What makes his virtuous story even more remarkable is that he climbed the ranks of public service in one of the most corrupt political machines of the early twentieth century: the Kansas City of T. J. Pendergast. Pendergast once instructed the future President to grant sinecures to a list of people who had done him favors. Truman just said “No.” I don’t know how he got away with it or why Pendergast continued to support him. But a few years later, Pendergast’s Democratic machine got Truman into the U. S. Senate. His fellows in the upper chamber avoided him at first, saying that there was one senator from Missouri and one senator from Pendergast. But he ended his first term with the respect of his colleagues, and in his second term, during the War, he headed a committee that rooted out waste, negligence, and fraud in military contracts, saving the U. S. billions of dollars and untold numbers of lives.

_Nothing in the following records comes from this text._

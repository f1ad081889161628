//! Successor generation for both state models.
//!
//! - [`CoarseSuccessors`]: package-at-a-time transitions for [`State`]
//! - [`vanilla_successors`]: one-edge-at-a-time transitions for [`VanillaState`]
//! - [`Combinations`], [`Permutations`]: the lazy index enumerators both rely on
//!
//! Neither generator deduplicates; equal successors are the search's concern.
//!
//! [`State`]: crate::models::State
//! [`VanillaState`]: crate::models::VanillaState

mod coarse;
mod combinatorics;
mod fine;

pub use coarse::CoarseSuccessors;
pub use combinatorics::{Combinations, Permutations};
pub use fine::vanilla_successors;
//! Lazy combination and permutation iterators over `0..n`.
//!
//! Both iterators produce index vectors in lexicographic order and allocate
//! only the vector they yield, so huge successor sets are never
//! materialized up front.

/// All `r`-element combinations of `0..n` in lexicographic order.
///
/// # Examples
///
/// ```
/// use u_delivery::transition::Combinations;
///
/// let all: Vec<_> = Combinations::new(4, 2).collect();
/// assert_eq!(all.len(), 6);
/// assert_eq!(all[0], vec![0, 1]);
/// assert_eq!(all[5], vec![2, 3]);
/// ```
#[derive(Debug, Clone)]
pub struct Combinations {
    indices: Vec<usize>,
    n: usize,
    first: bool,
    done: bool,
}

impl Combinations {
    /// Creates the iterator; yields nothing if `r > n`.
    pub fn new(n: usize, r: usize) -> Self {
        Self {
            indices: (0..r).collect(),
            n,
            first: true,
            done: r > n,
        }
    }
}

impl Iterator for Combinations {
    type Item = Vec<usize>;

    fn next(&mut self) -> Option<Vec<usize>> {
        if self.done {
            return None;
        }
        if self.first {
            self.first = false;
            return Some(self.indices.clone());
        }

        let r = self.indices.len();
        // Rightmost index that can still advance.
        let Some(i) = (0..r).rev().find(|&i| self.indices[i] < self.n - r + i) else {
            self.done = true;
            return None;
        };
        self.indices[i] += 1;
        for j in (i + 1)..r {
            self.indices[j] = self.indices[j - 1] + 1;
        }
        Some(self.indices.clone())
    }
}

/// All ordered `r`-element arrangements of `0..n` in lexicographic order.
///
/// # Examples
///
/// ```
/// use u_delivery::transition::Permutations;
///
/// let all: Vec<_> = Permutations::new(3, 2).collect();
/// assert_eq!(all, vec![
///     vec![0, 1], vec![0, 2], vec![1, 0],
///     vec![1, 2], vec![2, 0], vec![2, 1],
/// ]);
/// ```
#[derive(Debug, Clone)]
pub struct Permutations {
    indices: Vec<usize>,
    cycles: Vec<usize>,
    r: usize,
    first: bool,
    done: bool,
}

impl Permutations {
    /// Creates the iterator; yields nothing if `r > n`.
    pub fn new(n: usize, r: usize) -> Self {
        Self {
            indices: (0..n).collect(),
            cycles: (0..r.min(n)).map(|i| n - i).collect(),
            r,
            first: true,
            done: r > n,
        }
    }
}

impl Iterator for Permutations {
    type Item = Vec<usize>;

    fn next(&mut self) -> Option<Vec<usize>> {
        if self.done {
            return None;
        }
        if self.first {
            self.first = false;
            return Some(self.indices[..self.r].to_vec());
        }

        let n = self.indices.len();
        for i in (0..self.r).rev() {
            self.cycles[i] -= 1;
            if self.cycles[i] == 0 {
                self.indices[i..].rotate_left(1);
                self.cycles[i] = n - i;
            } else {
                let j = self.cycles[i];
                self.indices.swap(i, n - j);
                return Some(self.indices[..self.r].to_vec());
            }
        }
        self.done = true;
        None
    }
}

Listening to David McCullough read his biographical account of No. 33, it occurred to me that Truman seemed to deal with corrupt politicians in an unusual way. In McCullough’s account, Truman neither walked in the way of the sinners nor railed at them. He knew other politicians regularly received payment for votes or appointments. He knew crooked deals routinely placed unqualified people in public office. But he didn’t engage, and he didn’t go on crusade. Perhaps knowing that he could never stop these practices, it seems he simply didn’t let it bother him. Instead, he just kept on doing his own good work.
I’ve just been dealing with the Moen company. They made a faulty faucet that ruined our floor, and now they’re lying to keep from being responsible. That’s not a billion dollars, and no soldier’s life is at risk. But it’s corrupt business. I wish someone at that company understood the nobility of saying, “The buck stops here.” And I wish I could just not let it bother me.